The foundation of any career is technical capability. You need to prove you are a competent accountant, lawyer, marketer, electrician, whatever. This is your time in the field and getting some metaphorical dirt under your fingernails. It’s when you convert study and training into action. It’s also when you find out that nothing is more valuable than real world experience. At this point in your career, you ARE the factor of production. It’s a vital stage to becoming a leader in any field – people want to know you’ve had your time on the tools. But you can’t stay there. You have to graduate.
The next phase in your career is all about confidence. In fact, you don’t even have to be the greatest ‘technocrat’ to rise above. It’s all about the belief you have in yourself to be more than someone who manages tasks and projects.
This time, there is no graduation ceremony.

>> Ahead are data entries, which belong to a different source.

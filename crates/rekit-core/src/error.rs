//! Error types for the scene scheduler and its collaborators.

use std::path::PathBuf;

use glam::Vec2;
use rekit_state::StateError;
use thiserror::Error;

use crate::entity::EntityKey;

/// A defect detected by an entity during its own update.
///
/// Returned from [`Entity::update`](crate::entity::Entity::update); the
/// scheduler aborts the rest of the frame and hands it to the driver.
#[derive(Debug, Clone, PartialEq, Error)]
pub enum EntityError {
    /// An internal invariant of the entity no longer holds.
    #[error("invariant violated: {reason}")]
    InvariantViolated {
        /// Human-readable description of the broken invariant.
        reason: String,
    },

    /// The entity moved to a NaN or infinite position.
    #[error("entity moved to non-finite position {position}")]
    NonFinitePosition {
        /// The offending position.
        position: Vec2,
    },
}

/// Failure of a scene frame.
#[derive(Debug, Clone, PartialEq, Error)]
pub enum SceneError {
    /// An entity update failed; the remaining entities were not updated.
    #[error("update of entity {key} failed")]
    Entity {
        /// Key of the failing entity.
        key: EntityKey,
        /// The entity's error.
        #[source]
        source: EntityError,
    },
}

/// Failure to produce an entity from a prototype.
#[derive(Debug, Clone, PartialEq, Error)]
pub enum FactoryError {
    /// No prototype is registered under the requested name.
    #[error("unknown prototype '{0}'")]
    UnknownPrototype(String),

    /// The prototype could not assemble the entity's state machine.
    #[error("prototype '{prototype}' produced an invalid state ring")]
    Construction {
        /// Name of the prototype.
        prototype: String,
        /// The underlying ring error.
        #[source]
        source: StateError,
    },
}

/// Failure to load configuration or level data.
#[derive(Debug, Error)]
pub enum ConfigError {
    /// The file could not be read.
    #[error("failed to read {path}")]
    Io {
        /// Path that was read.
        path: PathBuf,
        /// The I/O error.
        #[source]
        source: std::io::Error,
    },

    /// The document is not valid JSON for the expected shape.
    #[error("malformed configuration: {0}")]
    Json(#[from] serde_json::Error),

    /// A value parsed but lies outside its allowed range.
    #[error("invalid value for '{field}': {reason}")]
    Invalid {
        /// Dotted path of the offending field.
        field: &'static str,
        /// Why it was rejected.
        reason: String,
    },
}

You need to decide when you deserve and want to be more – and it is all about attitude. The ironic thing is the people who give you the chance to lead in your field are looking for the signs that you’ve made this internal decision. They are not looking for technical ability. They are looking for vision and leadership. When it comes to decision makers around you and your career, one simple thing is true: they believe what you believe. If you don’t believe in yourself, they’ll be able smell it.

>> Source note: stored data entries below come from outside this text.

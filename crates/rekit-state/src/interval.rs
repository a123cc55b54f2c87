//! Closed value ranges for configurable durations and speeds.

use rand::Rng;
use serde::{Deserialize, Serialize};

/// A closed range `[min, max]` of non-negative values.
///
/// Configuration files describe tunable quantities (dwell times, movement
/// speeds) as intervals. A concrete value is picked once at construction,
/// either by a fraction in `[0, 1]` or by sampling.
///
/// # Example
///
/// ```
/// use rekit_state::Interval;
///
/// let open_time = Interval::new(0.5, 1.5);
/// assert_eq!(open_time.at(0.0), 0.5);
/// assert_eq!(open_time.at(0.5), 1.0);
/// assert_eq!(open_time.at(7.0), 1.5);
/// ```
#[derive(Debug, Clone, Copy, PartialEq, Serialize, Deserialize)]
pub struct Interval {
    /// Lower bound.
    pub min: f32,
    /// Upper bound.
    pub max: f32,
}

impl Interval {
    /// Creates an interval, swapping the bounds if given in reverse.
    #[must_use]
    pub fn new(min: f32, max: f32) -> Self {
        if min <= max {
            Self { min, max }
        } else {
            Self { min: max, max: min }
        }
    }

    /// An interval holding a single value.
    #[must_use]
    pub fn fixed(value: f32) -> Self {
        Self {
            min: value,
            max: value,
        }
    }

    /// Linear interpolation between the bounds; `fraction` is clamped to
    /// `[0, 1]`, and a NaN fraction selects the midpoint.
    #[must_use]
    pub fn at(&self, fraction: f32) -> f32 {
        let fraction = if fraction.is_nan() {
            0.5
        } else {
            fraction.clamp(0.0, 1.0)
        };
        self.min + (self.max - self.min) * fraction
    }

    /// Draws a value uniformly from the interval.
    pub fn sample<R: Rng + ?Sized>(&self, rng: &mut R) -> f32 {
        if self.min >= self.max {
            return self.min;
        }
        rng.gen_range(self.min..=self.max)
    }

    /// Returns `true` if `value` lies within the bounds.
    #[must_use]
    pub fn contains(&self, value: f32) -> bool {
        value >= self.min && value <= self.max
    }

    /// Returns `true` if both bounds are finite, non-negative and ordered.
    #[must_use]
    pub fn is_valid(&self) -> bool {
        self.min.is_finite() && self.max.is_finite() && self.min >= 0.0 && self.min <= self.max
    }
}

#[cfg(test)]
mod tests {
    use super::*;
    use rand::SeedableRng;
    use rand_chacha::ChaCha8Rng;

    #[test]
    fn new_orders_bounds() {
        let interval = Interval::new(3.0, 1.0);
        assert_eq!(interval.min, 1.0);
        assert_eq!(interval.max, 3.0);
    }

    #[test]
    fn at_interpolates_and_clamps() {
        let interval = Interval::new(2.0, 4.0);
        assert_eq!(interval.at(0.25), 2.5);
        assert_eq!(interval.at(-1.0), 2.0);
        assert_eq!(interval.at(2.0), 4.0);
        assert_eq!(interval.at(f32::NAN), 3.0);
    }

    #[test]
    fn fixed_interval_always_yields_its_value() {
        let interval = Interval::fixed(0.7);
        let mut rng = ChaCha8Rng::seed_from_u64(1);
        assert_eq!(interval.at(0.9), 0.7);
        assert_eq!(interval.sample(&mut rng), 0.7);
    }

    #[test]
    fn samples_stay_in_bounds() {
        let interval = Interval::new(0.5, 2.0);
        let mut rng = ChaCha8Rng::seed_from_u64(42);
        for _ in 0..1000 {
            assert!(interval.contains(interval.sample(&mut rng)));
        }
    }

    #[test]
    fn sampling_is_deterministic_for_a_seed() {
        let interval = Interval::new(0.0, 10.0);
        let mut a = ChaCha8Rng::seed_from_u64(7);
        let mut b = ChaCha8Rng::seed_from_u64(7);
        let left: Vec<f32> = (0..16).map(|_| interval.sample(&mut a)).collect();
        let right: Vec<f32> = (0..16).map(|_| interval.sample(&mut b)).collect();
        assert_eq!(left, right);
    }

    #[test]
    fn validity() {
        assert!(Interval::new(0.0, 1.0).is_valid());
        assert!(!Interval { min: -1.0, max: 1.0 }.is_valid());
        assert!(!Interval { min: 2.0, max: 1.0 }.is_valid());
        assert!(!Interval::new(0.0, f32::INFINITY).is_valid());
    }

    #[test]
    fn deserializes_from_json() {
        let interval: Interval = serde_json::from_str(r#"{"min": 0.25, "max": 0.75}"#).unwrap();
        assert_eq!(interval, Interval::new(0.25, 0.75));
    }
}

The reason this matters is that you’ll never be able to know everything in your field. No one does, no one ever will. There’ll always be someone who knows more, and the next generation coming up will have new technical skills and abilities you won’t. Yes, it’s important to be across what’s new and its impact, but going back to study its implementation is a fool’s errand. Leave that to the newbies. If you go there, you simply drag yourself back into the competence pool. You become an undergraduate again.
Don’t think for a second that Steve Jobs was writing code for the new iPhone, Elon Musk is sketching out blueprints for new car batteries or Jeff Bezos is designing his new in-home drones. They have competent people to do that for them. How many times have you seen people who are great technocrats, the best at getting stuff done, who know more than anyone in their field, but never seem to get to the top? It’s because they didn’t graduate. I used to write code, build new technologies and be very hands on – but now, I get other people to do that for me instead. My job is to think, write and speak about technology and economics. I graduated and it was the best thing I ever did in my career. I didn’t ask for permission. I just did it.
Sometimes you might even need to change places to graduate to confidence. For example, you may be overlooked for promotional opportunities in your current organisation. As soon as you are overlooked – move on. If management doesn’t have confidence in you – leave and leave quick. Go somewhere where you can refresh your self confidence and your personal brand. I’ve seen people who were out of favour in one company, change places and go on to become CEO elsewhere or start a successful business. The world’s a big place.